──────── Data for this exercise ────────
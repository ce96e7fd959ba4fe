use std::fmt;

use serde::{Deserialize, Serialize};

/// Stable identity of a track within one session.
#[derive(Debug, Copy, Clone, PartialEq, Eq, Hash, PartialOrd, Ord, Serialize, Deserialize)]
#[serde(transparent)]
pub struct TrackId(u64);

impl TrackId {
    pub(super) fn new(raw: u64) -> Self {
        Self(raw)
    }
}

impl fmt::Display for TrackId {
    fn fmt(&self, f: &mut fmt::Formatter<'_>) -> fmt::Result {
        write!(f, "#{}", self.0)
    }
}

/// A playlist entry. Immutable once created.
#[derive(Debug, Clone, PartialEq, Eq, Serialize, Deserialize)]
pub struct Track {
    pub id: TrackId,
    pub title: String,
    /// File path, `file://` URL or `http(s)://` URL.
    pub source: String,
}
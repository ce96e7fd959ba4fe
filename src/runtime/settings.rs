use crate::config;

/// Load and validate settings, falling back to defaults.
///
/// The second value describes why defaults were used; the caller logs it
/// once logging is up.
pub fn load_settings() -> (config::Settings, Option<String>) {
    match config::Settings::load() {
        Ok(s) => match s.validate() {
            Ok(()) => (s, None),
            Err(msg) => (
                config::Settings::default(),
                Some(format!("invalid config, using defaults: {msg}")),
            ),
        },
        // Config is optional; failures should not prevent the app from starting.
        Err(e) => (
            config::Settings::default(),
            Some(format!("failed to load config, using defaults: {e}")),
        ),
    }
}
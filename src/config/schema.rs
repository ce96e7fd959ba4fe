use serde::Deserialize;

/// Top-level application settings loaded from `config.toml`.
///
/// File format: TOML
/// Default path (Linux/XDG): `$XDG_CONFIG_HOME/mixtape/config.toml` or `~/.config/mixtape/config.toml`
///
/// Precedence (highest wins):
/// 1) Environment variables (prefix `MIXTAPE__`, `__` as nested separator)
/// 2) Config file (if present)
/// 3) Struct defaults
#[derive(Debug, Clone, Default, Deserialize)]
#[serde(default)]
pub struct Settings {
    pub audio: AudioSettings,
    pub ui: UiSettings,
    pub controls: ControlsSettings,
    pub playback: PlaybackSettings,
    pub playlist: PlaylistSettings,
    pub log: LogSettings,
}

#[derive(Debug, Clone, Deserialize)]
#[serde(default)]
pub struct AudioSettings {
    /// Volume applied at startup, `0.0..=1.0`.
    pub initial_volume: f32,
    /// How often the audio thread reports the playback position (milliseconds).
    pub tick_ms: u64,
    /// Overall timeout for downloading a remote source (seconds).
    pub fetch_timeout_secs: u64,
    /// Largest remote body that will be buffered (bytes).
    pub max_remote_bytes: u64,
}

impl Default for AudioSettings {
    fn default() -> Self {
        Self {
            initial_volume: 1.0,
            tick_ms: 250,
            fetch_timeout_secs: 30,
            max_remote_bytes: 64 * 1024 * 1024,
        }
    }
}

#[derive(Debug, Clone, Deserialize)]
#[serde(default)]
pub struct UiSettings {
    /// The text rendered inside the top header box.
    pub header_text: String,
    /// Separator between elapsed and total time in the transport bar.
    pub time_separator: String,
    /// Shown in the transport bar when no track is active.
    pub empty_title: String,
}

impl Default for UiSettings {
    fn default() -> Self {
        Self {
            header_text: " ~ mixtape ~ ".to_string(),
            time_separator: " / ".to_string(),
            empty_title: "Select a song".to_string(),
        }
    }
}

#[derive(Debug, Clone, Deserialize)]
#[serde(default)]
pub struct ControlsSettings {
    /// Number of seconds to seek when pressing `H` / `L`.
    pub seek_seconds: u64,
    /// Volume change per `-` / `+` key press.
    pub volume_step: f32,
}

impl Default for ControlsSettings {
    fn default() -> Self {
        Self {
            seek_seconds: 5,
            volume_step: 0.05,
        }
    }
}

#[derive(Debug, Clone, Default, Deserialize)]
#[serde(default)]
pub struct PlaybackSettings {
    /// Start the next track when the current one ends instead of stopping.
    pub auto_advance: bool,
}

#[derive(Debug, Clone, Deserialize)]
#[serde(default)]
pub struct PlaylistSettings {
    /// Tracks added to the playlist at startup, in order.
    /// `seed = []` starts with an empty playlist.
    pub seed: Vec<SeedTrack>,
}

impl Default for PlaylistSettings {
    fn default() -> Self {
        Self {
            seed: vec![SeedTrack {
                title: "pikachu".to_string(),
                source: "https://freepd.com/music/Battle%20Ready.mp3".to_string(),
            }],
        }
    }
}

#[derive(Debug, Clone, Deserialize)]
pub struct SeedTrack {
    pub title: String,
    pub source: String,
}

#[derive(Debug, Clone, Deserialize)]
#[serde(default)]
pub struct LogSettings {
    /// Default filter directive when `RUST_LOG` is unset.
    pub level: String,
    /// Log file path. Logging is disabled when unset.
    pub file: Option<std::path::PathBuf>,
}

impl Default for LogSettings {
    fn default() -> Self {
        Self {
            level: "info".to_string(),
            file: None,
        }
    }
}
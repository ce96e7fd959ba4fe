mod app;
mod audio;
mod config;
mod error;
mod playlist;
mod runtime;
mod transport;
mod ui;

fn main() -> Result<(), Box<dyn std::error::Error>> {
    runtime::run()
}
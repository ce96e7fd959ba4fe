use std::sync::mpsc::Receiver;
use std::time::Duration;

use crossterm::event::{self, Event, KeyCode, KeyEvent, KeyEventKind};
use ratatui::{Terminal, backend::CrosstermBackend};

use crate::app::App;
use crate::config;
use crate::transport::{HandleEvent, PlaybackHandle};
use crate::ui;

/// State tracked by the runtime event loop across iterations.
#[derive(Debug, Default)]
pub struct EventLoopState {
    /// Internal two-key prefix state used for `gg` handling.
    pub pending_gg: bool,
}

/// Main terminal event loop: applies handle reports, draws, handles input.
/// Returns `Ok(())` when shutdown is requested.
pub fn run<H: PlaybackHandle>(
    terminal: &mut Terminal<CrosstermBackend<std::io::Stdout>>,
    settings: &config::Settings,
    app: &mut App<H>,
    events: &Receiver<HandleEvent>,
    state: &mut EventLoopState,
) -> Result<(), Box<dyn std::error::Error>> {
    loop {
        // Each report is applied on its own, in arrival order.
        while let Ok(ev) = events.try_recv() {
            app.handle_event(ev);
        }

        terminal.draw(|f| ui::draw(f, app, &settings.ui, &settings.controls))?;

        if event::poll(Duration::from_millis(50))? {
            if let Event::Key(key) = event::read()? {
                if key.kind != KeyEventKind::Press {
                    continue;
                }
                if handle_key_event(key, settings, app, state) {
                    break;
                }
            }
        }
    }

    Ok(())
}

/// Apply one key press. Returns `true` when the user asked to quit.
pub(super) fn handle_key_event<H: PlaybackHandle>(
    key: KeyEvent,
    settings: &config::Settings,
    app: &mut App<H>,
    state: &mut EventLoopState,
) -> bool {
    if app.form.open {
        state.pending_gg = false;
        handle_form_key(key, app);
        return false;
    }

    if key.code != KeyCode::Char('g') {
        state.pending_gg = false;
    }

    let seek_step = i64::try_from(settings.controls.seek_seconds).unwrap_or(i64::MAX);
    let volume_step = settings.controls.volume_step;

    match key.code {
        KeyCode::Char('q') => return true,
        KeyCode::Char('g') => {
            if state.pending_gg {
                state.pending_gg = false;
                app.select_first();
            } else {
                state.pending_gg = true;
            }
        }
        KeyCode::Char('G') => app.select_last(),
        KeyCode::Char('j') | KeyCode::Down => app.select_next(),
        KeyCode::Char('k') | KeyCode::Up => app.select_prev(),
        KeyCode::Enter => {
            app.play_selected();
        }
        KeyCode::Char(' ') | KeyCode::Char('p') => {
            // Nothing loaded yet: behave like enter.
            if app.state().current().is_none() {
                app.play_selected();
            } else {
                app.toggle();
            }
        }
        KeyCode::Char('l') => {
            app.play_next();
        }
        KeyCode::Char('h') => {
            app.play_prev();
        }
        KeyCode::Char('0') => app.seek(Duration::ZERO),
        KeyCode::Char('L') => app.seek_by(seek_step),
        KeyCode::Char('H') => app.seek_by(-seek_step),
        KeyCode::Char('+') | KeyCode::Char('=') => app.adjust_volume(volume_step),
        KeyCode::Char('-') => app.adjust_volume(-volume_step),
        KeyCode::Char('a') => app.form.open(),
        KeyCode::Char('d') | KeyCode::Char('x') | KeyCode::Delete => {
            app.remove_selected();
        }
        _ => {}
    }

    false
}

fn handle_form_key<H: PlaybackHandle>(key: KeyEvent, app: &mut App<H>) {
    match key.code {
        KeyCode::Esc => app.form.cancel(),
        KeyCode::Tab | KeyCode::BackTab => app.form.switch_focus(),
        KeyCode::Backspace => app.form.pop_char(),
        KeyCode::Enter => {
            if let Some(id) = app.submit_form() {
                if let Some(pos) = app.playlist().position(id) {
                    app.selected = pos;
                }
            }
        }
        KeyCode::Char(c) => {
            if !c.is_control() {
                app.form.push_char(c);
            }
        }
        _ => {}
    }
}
────────
Take exactly the lines from the one containing "let volume_step = settings.controls.volume_step;" through the one containing "KeyCode::Char('+') | KeyCode::Char('=')" in the data above, and output them with nothing added.

**Solution below:**
    let volume_step = settings.controls.volume_step;

    match key.code {
        KeyCode::Char('q') => return true,
        KeyCode::Char('g') => {
            if state.pending_gg {
                state.pending_gg = false;
                app.select_first();
            } else {
                state.pending_gg = true;
            }
        }
        KeyCode::Char('G') => app.select_last(),
        KeyCode::Char('j') | KeyCode::Down => app.select_next(),
        KeyCode::Char('k') | KeyCode::Up => app.select_prev(),
        KeyCode::Enter => {
            app.play_selected();
        }
        KeyCode::Char(' ') | KeyCode::Char('p') => {
            // Nothing loaded yet: behave like enter.
            if app.state().current().is_none() {
                app.play_selected();
            } else {
                app.toggle();
            }
        }
        KeyCode::Char('l') => {
            app.play_next();
        }
        KeyCode::Char('h') => {
            app.play_prev();
        }
        KeyCode::Char('0') => app.seek(Duration::ZERO),
        KeyCode::Char('L') => app.seek_by(seek_step),
        KeyCode::Char('H') => app.seek_by(-seek_step),
        KeyCode::Char('+') | KeyCode::Char('=') => app.adjust_volume(volume_step),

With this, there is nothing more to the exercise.